- Given records
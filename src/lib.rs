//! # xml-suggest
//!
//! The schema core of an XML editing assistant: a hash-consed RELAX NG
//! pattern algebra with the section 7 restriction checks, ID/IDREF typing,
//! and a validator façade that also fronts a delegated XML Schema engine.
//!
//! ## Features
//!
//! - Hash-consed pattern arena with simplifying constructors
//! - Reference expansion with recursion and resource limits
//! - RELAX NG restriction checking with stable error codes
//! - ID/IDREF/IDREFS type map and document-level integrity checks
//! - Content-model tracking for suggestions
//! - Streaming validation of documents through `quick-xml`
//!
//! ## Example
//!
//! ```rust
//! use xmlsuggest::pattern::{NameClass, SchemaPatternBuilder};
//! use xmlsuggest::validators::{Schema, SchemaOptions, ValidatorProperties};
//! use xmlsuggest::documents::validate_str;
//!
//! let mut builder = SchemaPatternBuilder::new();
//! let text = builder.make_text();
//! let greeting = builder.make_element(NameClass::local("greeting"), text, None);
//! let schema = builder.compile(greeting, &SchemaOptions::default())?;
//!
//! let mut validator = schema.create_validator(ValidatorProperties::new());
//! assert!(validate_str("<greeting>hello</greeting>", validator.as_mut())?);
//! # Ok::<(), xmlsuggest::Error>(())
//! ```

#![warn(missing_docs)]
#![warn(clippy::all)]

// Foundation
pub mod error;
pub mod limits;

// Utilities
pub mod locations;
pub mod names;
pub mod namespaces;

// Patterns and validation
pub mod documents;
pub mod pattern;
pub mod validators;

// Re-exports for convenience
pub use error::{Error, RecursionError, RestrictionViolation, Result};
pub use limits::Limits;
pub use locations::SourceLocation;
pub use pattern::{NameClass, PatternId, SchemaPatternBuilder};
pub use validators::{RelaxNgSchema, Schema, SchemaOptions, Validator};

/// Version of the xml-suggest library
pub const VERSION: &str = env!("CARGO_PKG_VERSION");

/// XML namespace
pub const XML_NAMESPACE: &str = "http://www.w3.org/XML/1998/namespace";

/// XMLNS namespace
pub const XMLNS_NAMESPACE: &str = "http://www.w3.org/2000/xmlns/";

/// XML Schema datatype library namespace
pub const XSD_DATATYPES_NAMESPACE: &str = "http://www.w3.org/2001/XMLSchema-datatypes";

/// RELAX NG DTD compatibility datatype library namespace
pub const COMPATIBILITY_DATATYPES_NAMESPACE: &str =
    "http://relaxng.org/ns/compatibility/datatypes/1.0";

- Task directions
Write out again every entry above, exactly as given.

- Answer space
filename src/lib.rs
//! # xml-suggest
//!
//! The schema core of an XML editing assistant: a hash-consed RELAX NG
//! pattern algebra with the section 7 restriction checks, ID/IDREF typing,
//! and a validator façade that also fronts a delegated XML Schema engine.
//!
//! ## Features
//!
//! - Hash-consed pattern arena with simplifying constructors
//! - Reference expansion with recursion and resource limits
//! - RELAX NG restriction checking with stable error codes
//! - ID/IDREF/IDREFS type map and document-level integrity checks
//! - Content-model tracking for suggestions
//! - Streaming validation of documents through `quick-xml`
//!
//! ## Example
//!
//! ```rust
//! use xmlsuggest::pattern::{NameClass, SchemaPatternBuilder};
//! use xmlsuggest::validators::{Schema, SchemaOptions, ValidatorProperties};
//! use xmlsuggest::documents::validate_str;
//!
//! let mut builder = SchemaPatternBuilder::new();
//! let text = builder.make_text();
//! let greeting = builder.make_element(NameClass::local("greeting"), text, None);
//! let schema = builder.compile(greeting, &SchemaOptions::default())?;
//!
//! let mut validator = schema.create_validator(ValidatorProperties::new());
//! assert!(validate_str("<greeting>hello</greeting>", validator.as_mut())?);
//! # Ok::<(), xmlsuggest::Error>(())
//! ```

#![warn(missing_docs)]
#![warn(clippy::all)]

// Foundation
pub mod error;
pub mod limits;

// Utilities
pub mod locations;
pub mod names;
pub mod namespaces;

// Patterns and validation
pub mod documents;
pub mod pattern;
pub mod validators;

// Re-exports for convenience
pub use error::{Error, RecursionError, RestrictionViolation, Result};
pub use limits::Limits;
pub use locations::SourceLocation;
pub use pattern::{NameClass, PatternId, SchemaPatternBuilder};
pub use validators::{RelaxNgSchema, Schema, SchemaOptions, Validator};

/// Version of the xml-suggest library
pub const VERSION: &str = env!("CARGO_PKG_VERSION");

/// XML namespace
pub const XML_NAMESPACE: &str = "http://www.w3.org/XML/1998/namespace";

/// XMLNS namespace
pub const XMLNS_NAMESPACE: &str = "http://www.w3.org/2000/xmlns/";

/// XML Schema datatype library namespace
pub const XSD_DATATYPES_NAMESPACE: &str = "http://www.w3.org/2001/XMLSchema-datatypes";

/// RELAX NG DTD compatibility datatype library namespace
pub const COMPATIBILITY_DATATYPES_NAMESPACE: &str =
    "http://relaxng.org/ns/compatibility/datatypes/1.0";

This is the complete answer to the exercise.